Je réponds alors au défi que nous présente M. Bauman, selon mon identité professionnelle d’anthropologue-ethnologue, en me posant la question suivante : que doit-on faire devant cette évolution alarmante? Les mots et les manifestations ne seront pas suffisants dans ce monde où s’exercera un contrôle de plus en plus invisible (et bien souvent à notre insu). Les protestations trop violentes – et, paradoxalement, surtout les petites révoltes sans issue – nous feront donc tomber dans les pièges tendus par ceux qui voudraient nous reléguer aux échelles les plus basses de la « hiérarchie globale des valeurs ». Ce que j’entends par là est un système de valeurs, qui vont de l’économique au moral ou religieux, et qui déjà sont presque répandues dans le monde entier.
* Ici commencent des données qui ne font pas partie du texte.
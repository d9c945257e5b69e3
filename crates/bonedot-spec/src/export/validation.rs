//! Structural checks for export documents.

use std::collections::HashSet;

use super::{ArmatureExport, ExportDocument, MeshExport, BDSKET_FORMAT, BDSKET_VERSION};
use crate::error::{ErrorCode, ValidationError};

/// Validates an export document, returning every problem found.
///
/// An empty vector means the document is well-formed.
pub fn validate_document(doc: &ExportDocument) -> Vec<ValidationError> {
    let mut errors = Vec::new();

    if doc.format != BDSKET_FORMAT || doc.version != BDSKET_VERSION {
        errors.push(ValidationError::new(
            ErrorCode::UnsupportedFormat,
            format!(
                "expected format '{}' version {}, got '{}' version {}",
                BDSKET_FORMAT, BDSKET_VERSION, doc.format, doc.version
            ),
        ));
    }

    for (a, armature) in doc.armatures.iter().enumerate() {
        let base = format!("armatures[{}]", a);
        validate_bones(armature, &base, &mut errors);
        for (m, mesh) in armature.meshes.iter().enumerate() {
            validate_mesh(mesh, &format!("{}.meshes[{}]", base, m), &mut errors);
        }
        validate_tracks(armature, &base, &mut errors);
    }

    errors
}

fn validate_bones(armature: &ArmatureExport, base: &str, errors: &mut Vec<ValidationError>) {
    let mut seen = HashSet::new();
    for (i, bone) in armature.bones.iter().enumerate() {
        if !seen.insert(bone.name.as_str()) {
            errors.push(ValidationError::with_path(
                ErrorCode::DuplicateBoneName,
                format!("duplicate bone name '{}'", bone.name),
                format!("{}.bones[{}].name", base, i),
            ));
        }
    }

    for (i, bone) in armature.bones.iter().enumerate() {
        if let Some(ref parent) = bone.parent {
            if parent == &bone.name || !seen.contains(parent.as_str()) {
                errors.push(ValidationError::with_path(
                    ErrorCode::UnknownParentBone,
                    format!("bone '{}' has unknown parent '{}'", bone.name, parent),
                    format!("{}.bones[{}].parent", base, i),
                ));
            }
        }
    }
}

fn validate_mesh(mesh: &MeshExport, base: &str, errors: &mut Vec<ValidationError>) {
    let count = mesh.vertices.len();

    if mesh.uvs.len() != count {
        errors.push(ValidationError::with_path(
            ErrorCode::VertexArrayMismatch,
            format!("{} uvs for {} vertices", mesh.uvs.len(), count),
            format!("{}.uvs", base),
        ));
    }
    if mesh.weights.len() != count {
        errors.push(ValidationError::with_path(
            ErrorCode::VertexArrayMismatch,
            format!("{} weight maps for {} vertices", mesh.weights.len(), count),
            format!("{}.weights", base),
        ));
    }

    for (t, tri) in mesh.triangles.iter().enumerate() {
        if let Some(&bad) = tri.iter().find(|&&i| i as usize >= count) {
            errors.push(ValidationError::with_path(
                ErrorCode::TriangleIndexOutOfRange,
                format!("index {} out of range for {} vertices", bad, count),
                format!("{}.triangles[{}]", base, t),
            ));
        }
    }
}

fn validate_tracks(armature: &ArmatureExport, base: &str, errors: &mut Vec<ValidationError>) {
    for (n, anim) in armature.animations.iter().enumerate() {
        for (t, track) in anim.data.tracks.iter().enumerate() {
            let path = format!("{}.animations[{}].data.tracks[{}]", base, n, t);
            if !strictly_increasing(track.location.iter().map(|k| k.frame)) {
                errors.push(ValidationError::with_path(
                    ErrorCode::NonIncreasingTrack,
                    format!("location frames of '{}' are not strictly increasing", track.bone),
                    format!("{}.location", path),
                ));
            }
            if !strictly_increasing(track.rotation.iter().map(|k| k.frame)) {
                errors.push(ValidationError::with_path(
                    ErrorCode::NonIncreasingTrack,
                    format!("rotation frames of '{}' are not strictly increasing", track.bone),
                    format!("{}.rotation", path),
                ));
            }
        }
    }
}

fn strictly_increasing(frames: impl Iterator<Item = i32>) -> bool {
    let mut prev: Option<i32> = None;
    for frame in frames {
        if matches!(prev, Some(p) if frame <= p) {
            return false;
        }
        prev = Some(frame);
    }
    true
}
//! Pipeline configuration.
//!
//! Configuration is read from a JSON file. [`BonedotConfig::discover`] looks at
//! an explicit path first, then the `BONEDOT_CONFIG` environment variable, and
//! falls back to defaults. Individual fields can be overridden afterwards with
//! the builder-style setters.

use std::path::{Path, PathBuf};

use serde::{Deserialize, Serialize};

use crate::error::SpecError;

/// Environment variable naming a config file.
pub const CONFIG_ENV_VAR: &str = "BONEDOT_CONFIG";

/// Default alpha threshold (any non-fully-transparent pixel is opaque).
pub const DEFAULT_ALPHA_THRESHOLD: u8 = 1;
/// Default contour stride.
pub const DEFAULT_STRIDE: usize = 16;
/// Default pixel-to-world scale.
pub const DEFAULT_SCALE: f64 = 0.01;
/// Offset of the cutter from the target plane, in local units.
pub const DEFAULT_CUTTER_OFFSET: f64 = 0.01;
/// Default tolerance for keyframe compression.
pub const DEFAULT_EPSILON: f64 = 1e-5;

/// Settings for the silhouette cut pipeline.
#[derive(Debug, Clone, PartialEq, Serialize, Deserialize)]
#[serde(deny_unknown_fields, default)]
pub struct CutConfig {
    /// Minimum alpha value counted as opaque.
    pub alpha_threshold: u8,
    /// Keep every n-th contour point.
    pub stride: usize,
    /// World units per pixel.
    pub scale: f64,
    /// Distance the cutter is moved along the plane normal.
    pub cutter_offset: f64,
    /// Name given to the temporary cutter object.
    pub cutter_name: String,
}

impl Default for CutConfig {
    fn default() -> Self {
        Self {
            alpha_threshold: DEFAULT_ALPHA_THRESHOLD,
            stride: DEFAULT_STRIDE,
            scale: DEFAULT_SCALE,
            cutter_offset: DEFAULT_CUTTER_OFFSET,
            cutter_name: "cut_tool".to_string(),
        }
    }
}

impl CutConfig {
    /// Sets the alpha threshold.
    pub fn alpha_threshold(mut self, threshold: u8) -> Self {
        self.alpha_threshold = threshold;
        self
    }

    /// Sets the contour stride. A stride of 0 is treated as 1.
    pub fn stride(mut self, stride: usize) -> Self {
        self.stride = stride.max(1);
        self
    }

    /// Sets the pixel-to-world scale.
    pub fn scale(mut self, scale: f64) -> Self {
        self.scale = scale;
        self
    }
}

/// Settings for animation export.
#[derive(Debug, Clone, PartialEq, Serialize, Deserialize)]
#[serde(deny_unknown_fields, default)]
pub struct ExportConfig {
    /// Keyframe compression tolerance.
    pub epsilon: f64,
    /// Directory prefix for texture references.
    pub texture_dir: String,
    /// Pretty-print the `.bdsket` JSON.
    pub pretty: bool,
}

impl Default for ExportConfig {
    fn default() -> Self {
        Self {
            epsilon: DEFAULT_EPSILON,
            texture_dir: "textures".to_string(),
            pretty: true,
        }
    }
}

impl ExportConfig {
    /// Sets the keyframe compression tolerance.
    pub fn epsilon(mut self, epsilon: f64) -> Self {
        self.epsilon = epsilon;
        self
    }

    /// Sets whether output is pretty-printed.
    pub fn pretty(mut self, pretty: bool) -> Self {
        self.pretty = pretty;
        self
    }
}

/// Top-level configuration.
#[derive(Debug, Clone, Default, PartialEq, Serialize, Deserialize)]
#[serde(deny_unknown_fields, default)]
pub struct BonedotConfig {
    /// Cut pipeline settings.
    pub cut: CutConfig,
    /// Export settings.
    pub export: ExportConfig,
}

impl BonedotConfig {
    /// Parses a config from JSON text.
    pub fn from_json(json: &str) -> Result<Self, SpecError> {
        Ok(serde_json::from_str(json)?)
    }

    /// Loads a config file.
    pub fn load(path: &Path) -> Result<Self, SpecError> {
        let text = std::fs::read_to_string(path).map_err(|e| SpecError::Config {
            path: path.display().to_string(),
            message: e.to_string(),
        })?;
        Self::from_json(&text).map_err(|e| SpecError::Config {
            path: path.display().to_string(),
            message: e.to_string(),
        })
    }

    /// Resolves the config: explicit path, then `BONEDOT_CONFIG`, then defaults.
    pub fn discover(explicit: Option<&Path>) -> Result<Self, SpecError> {
        if let Some(path) = explicit {
            return Self::load(path);
        }

        if let Ok(path) = std::env::var(CONFIG_ENV_VAR) {
            let path = PathBuf::from(path);
            tracing::debug!(path = %path.display(), "loading config from environment");
            return Self::load(&path);
        }

        Ok(Self::default())
    }
}
//! Error types for the silhouette backend.

use std::path::PathBuf;

use bonedot_spec::{BackendError, ErrorCode};
use thiserror::Error;

/// Result type for silhouette backend operations.
pub type SilhouetteResult<T> = Result<T, SilhouetteError>;

/// Errors that can occur while cutting sprites or editing sprite meshes.
#[derive(Debug, Error)]
pub enum SilhouetteError {
    /// IO error during file operations.
    #[error("IO error: {0}")]
    Io(#[from] std::io::Error),

    /// PNG data could not be decoded.
    #[error("Failed to decode PNG: {message}")]
    Decode { message: String },

    /// PNG data could not be encoded.
    #[error("Failed to encode PNG: {message}")]
    Encode { message: String },

    /// Pixel buffer length does not match the image size.
    #[error("Pixel buffer size mismatch: expected {expected} bytes, got {actual}")]
    SizeMismatch { expected: usize, actual: usize },

    /// Object has the wrong type.
    #[error("Object '{object}' is a {kind}, expected a mesh")]
    WrongObjectType { object: String, kind: String },

    /// Target mesh is not a single-quad plane.
    #[error("Object '{object}' is not a plane ({vertices} vertices, {polygons} polygons)")]
    NotAPlane {
        object: String,
        vertices: usize,
        polygons: usize,
    },

    /// Object has no node material.
    #[error("Object '{object}' has no node-based material")]
    MissingMaterialNodes { object: String },

    /// Material has no image texture node with an image.
    #[error("Object '{object}' has no image texture node")]
    MissingImageNode { object: String },

    /// Image is packed into the scene.
    #[error("Image '{image}' is packed and cannot be loaded from disk")]
    PackedImage { image: String },

    /// Image file is missing.
    #[error("Image file not found: {path}")]
    ImageNotFound { path: PathBuf },

    /// Object does not exist.
    #[error("Unknown object '{name}'")]
    UnknownObject { name: String },

    /// The mask has no opaque boundary.
    #[error("Traced contour is empty")]
    EmptyContour,

    /// Too few points survived simplification to build a face.
    #[error("Cutter polygon has {points} point(s), at least 3 are required")]
    DegeneratePolygon { points: usize },

    /// The cutter face could not be built.
    #[error("Cutter face construction failed: {reason}")]
    FaceConstructionFailed { reason: String },

    /// The host failed to apply the knife cut.
    #[error("Cut failed on '{object}': {message}")]
    CutFailed { object: String, message: String },

    /// Mesh has no UV layer or no image size to sync against.
    #[error("Cannot sync UVs on '{object}': {message}")]
    MissingUvSource { object: String, message: String },
}

impl SilhouetteError {
    /// Creates a new decode error.
    pub fn decode(message: impl Into<String>) -> Self {
        Self::Decode {
            message: message.into(),
        }
    }

    /// Creates a new face construction error.
    pub fn face_failed(reason: impl Into<String>) -> Self {
        Self::FaceConstructionFailed {
            reason: reason.into(),
        }
    }

    /// Creates a new cut failure.
    pub fn cut_failed(object: impl Into<String>, message: impl Into<String>) -> Self {
        Self::CutFailed {
            object: object.into(),
            message: message.into(),
        }
    }

    /// True for degenerate-geometry errors (object skipped, not cancelled).
    pub fn is_degenerate(&self) -> bool {
        self.error_code().is_degenerate()
    }
}

impl BackendError for SilhouetteError {
    fn code(&self) -> &'static str {
        match self {
            SilhouetteError::Io(_) => "SILHOUETTE_001",
            SilhouetteError::Decode { .. } => "SILHOUETTE_002",
            SilhouetteError::Encode { .. } => "SILHOUETTE_003",
            SilhouetteError::SizeMismatch { .. } => "SILHOUETTE_004",
            SilhouetteError::WrongObjectType { .. } => "SILHOUETTE_005",
            SilhouetteError::NotAPlane { .. } => "SILHOUETTE_006",
            SilhouetteError::MissingMaterialNodes { .. } => "SILHOUETTE_007",
            SilhouetteError::MissingImageNode { .. } => "SILHOUETTE_008",
            SilhouetteError::PackedImage { .. } => "SILHOUETTE_009",
            SilhouetteError::ImageNotFound { .. } => "SILHOUETTE_010",
            SilhouetteError::UnknownObject { .. } => "SILHOUETTE_011",
            SilhouetteError::EmptyContour => "SILHOUETTE_012",
            SilhouetteError::DegeneratePolygon { .. } => "SILHOUETTE_013",
            SilhouetteError::FaceConstructionFailed { .. } => "SILHOUETTE_014",
            SilhouetteError::CutFailed { .. } => "SILHOUETTE_015",
            SilhouetteError::MissingUvSource { .. } => "SILHOUETTE_016",
        }
    }

    fn category(&self) -> &'static str {
        "silhouette"
    }

    fn error_code(&self) -> ErrorCode {
        match self {
            SilhouetteError::Io(_)
            | SilhouetteError::Decode { .. }
            | SilhouetteError::ImageNotFound { .. } => ErrorCode::ImageNotFound,
            SilhouetteError::Encode { .. } | SilhouetteError::SizeMismatch { .. } => {
                ErrorCode::UnsupportedFormat
            }
            SilhouetteError::WrongObjectType { .. } => ErrorCode::WrongObjectType,
            SilhouetteError::NotAPlane { .. } => ErrorCode::NotAPlane,
            SilhouetteError::MissingMaterialNodes { .. } => ErrorCode::MissingMaterialNodes,
            SilhouetteError::MissingImageNode { .. } => ErrorCode::MissingImageNode,
            SilhouetteError::PackedImage { .. } => ErrorCode::PackedImage,
            SilhouetteError::UnknownObject { .. } => ErrorCode::UnknownObject,
            SilhouetteError::EmptyContour => ErrorCode::EmptyContour,
            SilhouetteError::DegeneratePolygon { .. } => ErrorCode::DegeneratePolygon,
            SilhouetteError::FaceConstructionFailed { .. } => ErrorCode::FaceConstructionFailed,
            SilhouetteError::CutFailed { .. } => ErrorCode::CutFailed,
            SilhouetteError::MissingUvSource { .. } => ErrorCode::MissingUvSource,
        }
    }
}

#[cfg(test)]
mod tests {
    use super::*;

    #[test]
    fn test_error_display() {
        let err = SilhouetteError::DegeneratePolygon { points: 1 };
        assert!(err.to_string().contains("1 point(s)"));

        let err = SilhouetteError::NotAPlane {
            object: "Cube".to_string(),
            vertices: 8,
            polygons: 6,
        };
        assert!(err.to_string().contains("8 vertices, 6 polygons"));
    }

    #[test]
    fn test_degenerate_errors() {
        assert!(SilhouetteError::EmptyContour.is_degenerate());
        assert!(SilhouetteError::face_failed("zero area").is_degenerate());
        assert!(!SilhouetteError::cut_failed("a", "boom").is_degenerate());
        assert!(!SilhouetteError::PackedImage {
            image: "x".to_string()
        }
        .is_degenerate());
    }

    #[test]
    fn test_codes() {
        assert_eq!(SilhouetteError::EmptyContour.code(), "SILHOUETTE_012");
        assert_eq!(
            SilhouetteError::EmptyContour.error_code(),
            ErrorCode::EmptyContour
        );
        assert_eq!(SilhouetteError::EmptyContour.category(), "silhouette");
    }
}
C’est une structure bien plus dangereuse que celle de l’alimentation globalisée, parce que c’est nous qui l’intériorisons, en reproduisant les mêmes valeurs dans notre comportement quotidien ; pire, nous nous en servons pour critiquer d’autres personnes, moins adaptables que nous, qui affirment par leurs actions quotidiennes que leur classement social leur appartient. Dans de telles circonstances, quelqu’un aurait-il le courage de résister? Seul le fait d’essayer est la preuve absolue de sa folie ; les membres de sa propre classe le lui disent. On est censé se comporter selon son propre rang social ; qui ne suit pas ce principe bien simple risque de s’isoler. Tel est le message que nous pouvons tirer depuis longtemps des écrits d’Antonio Gramsci, Pierre Bourdieu (1972), et Paul Willis (1977), entre autres penseurs-chercheurs.

Dès le moment où nous comprenons ce qui se passe, comment devons-nous réagir? Car il faut reconnaître que, malgré l’élégance du discours de Z. Bauman, pour ne pas mentionner la passion qui l’anime, il ne constitue pas un outil suffisamment précis pour qu’on puisse faire autre chose qu’exprimer sa tristesse. La tâche immédiate, par contre, est surtout éducative. Non seulement il ne faut pas céder aux pressions exercées par des étudiants qui craignent la complexité de ce qu’on leur enseigne, mais nous devons souligner que c’est exactement cette complexité (qui équivaut socialement à la diversité culturelle mentionnée par notre auteur) et l’impossibilité de prédire nos destins (ou de préjuger de la qualité d’autres personnes), qui débouchent sur de vraies connaissances. Ce n’est que de cette manière, à mon avis, que l’on peut justifier la pédagogie, en refusant fermement toute réponse prête-à-porter.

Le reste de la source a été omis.